Innovative program helps keep kids out of foster care
The success of an innovative child welfare program shows the system doesn’t have to be a constant battle, say local advocates.
It’s not parents against a “baby-snatching” government worker, said child and youth worker Brian LaBelle. “We’re not trying to ruin their family or take their kids away,” he said, and no one gets shuffled from office to office feeling helpless.
“We’re working with the family, and the family helps decide what they need to do.”
Two years ago, the provincial government downloaded responsibility for about 500 children a year in the north central region of Edmonton to the non-profit Family Centre.
Since then, Family Centre staff have been able to keep 65 per cent of the children in their own homes by providing support to make those homes safe, an average that is 25 per cent better than the province’s.

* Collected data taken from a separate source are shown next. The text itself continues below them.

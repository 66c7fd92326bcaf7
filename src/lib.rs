pub mod cli;
pub mod climate;
pub mod config;
pub mod diffeq;
pub mod geodesic;
pub mod noise;
pub mod persistence;
pub mod planet;
pub mod simulation;
pub mod water;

They’ve been able to do that without any serious incidents of harm to the child still staying their parent since they started.
They’ve also placed significantly more children with extended family. That means fewer children unnecessarily traumatized by moving in with strangers, which has been shown to increase emotional, behavioural and educational problems.
Laura counts herself fortunate to live in north-central Edmonton.
A year ago, she reported her daughter-in-law’s crystal meth addiction to social services. Her eight-year-old grand-daughter McKayla looked miserable, was missing school, and Laura suspected her mother Julianna was taking her to late night drinking parties.
But still, dialing the number, Laura said, “was one of the worst things I’ve ever had to do.” She didn’t know if she could convince a social worker to let McKayla stay with her, and “when they’re upset and they’re scared, you want them to come to you, not to someone they don’t know.”
Her name and her family’s names have been changed in this article because provincial law prohibits identifying a child in contact with Child and Family Services.
Sitting on her old couch last week, her eyes tear up when she describes that day. But so much good has come out of it, she said. McKayla is now healthy and staying with her dad, Mark.
The family credits the Family Centre’s approach for the fact McKayla also gets to see her mom every day. Throughout the crisis, support worker LaBelle got the whole family together every month to discuss Julianna’s progress fighting addictions and what would be best for McKayla. Together, the family decided McKayla should stay with Mark and LaBelle organized a pizza party to celebrate their progress.
Now Julianna comes over to Laura’s house to help when Mark drops McKayla off before school, then often joins Mark at his house to help with bedtime.
McKayla’s provincial file closed in January, but she still gets free counselling through the Family Centre to work through lingering anger at both of her parents.
Under the old system, as soon as the province closed the case, families would have to find help on their own.
“We’re seeing some really positive changes,” said Russ Pickford, regional director for Child and Family Services, which is committed to downloading more of its files in what the province calls outcome-based service delivery.
Their case workers maintain legal responsibility for the child, but rather than that case worker sign contracts with multiple agencies for parenting classes, therapy, foster care and other support, the Family Centre takes all responsibility for care, and organizes it from one office.
“It gives us the capacity to act immediately,” says Pauline Smale, a vice-president at the Family Centre.
The provincial case worker still has the difficult job of taking a child from their parents when necessary, added LaBelle. But because the Family Centre is involved immediately for every family in their region, a support worker like LaBelle gets to the parent’s house within an hour to start talking about what the problem was and how it can be solved.
They’ve also been able to set up a new kind of group home where parents can visit daily, when feasible, to comfort and learn to properly care for their children. In a couple cases, parents have been able to visit their child, reassure them and tuck the child into bed the very same day they were apprehended, said LaBelle.
“It really lessens the trauma on the child and the parent.”